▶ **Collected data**
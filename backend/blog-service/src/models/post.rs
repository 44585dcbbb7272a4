/// Blog post model and the admin post form
use serde::{Deserialize, Serialize};
use sqlx::FromRow;
use validator::Validate;

/// Display format of `blog_posts.date`, e.g. "October 19, 2026"
pub const POST_DATE_FORMAT: &str = "%B %d, %Y";

#[derive(Debug, Clone, Serialize, FromRow)]
pub struct Post {
    pub id: i64,
    pub author_id: Option<i64>,
    pub title: String,
    pub subtitle: String,
    pub date: String,
    /// Admin-authored HTML
    pub body: String,
    pub img_url: String,
    /// Joined from `users.name`
    pub author_name: Option<String>,
}

/// Row used by the index page
#[derive(Debug, Clone, Serialize, FromRow)]
pub struct PostSummary {
    pub id: i64,
    pub title: String,
    pub subtitle: String,
    pub date: String,
    pub author_name: Option<String>,
}

#[derive(Debug, Clone, Default, Serialize, Deserialize, Validate)]
#[serde(default)]
pub struct PostForm {
    #[validate(length(min = 1, message = "Please enter a title."))]
    pub title: String,
    #[validate(length(min = 1, message = "Please enter a subtitle."))]
    pub subtitle: String,
    #[validate(
        length(min = 1, message = "Please enter an image URL."),
        url(message = "Invalid URL.")
    )]
    pub img_url: String,
    #[validate(length(min = 1, message = "Please write some content."))]
    pub body: String,
}

impl PostForm {
    pub fn normalized(mut self) -> Self {
        self.title = self.title.trim().to_string();
        self.subtitle = self.subtitle.trim().to_string();
        self.img_url = self.img_url.trim().to_string();
        if self.body.trim().is_empty() {
            self.body.clear();
        }
        self
    }
}

impl From<&Post> for PostForm {
    fn from(post: &Post) -> Self {
        Self {
            title: post.title.clone(),
            subtitle: post.subtitle.clone(),
            img_url: post.img_url.clone(),
            body: post.body.clone(),
        }
    }
}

▶ **ASSIGNMENT**
From the line with "impl From<&Post> for" to the final line of the data above, please reproduce every line exactly and add nothing.

▶ **THE ANSWER**
impl From<&Post> for PostForm {
    fn from(post: &Post) -> Self {
        Self {
            title: post.title.clone(),
            subtitle: post.subtitle.clone(),
            img_url: post.img_url.clone(),
            body: post.body.clone(),
        }
    }
}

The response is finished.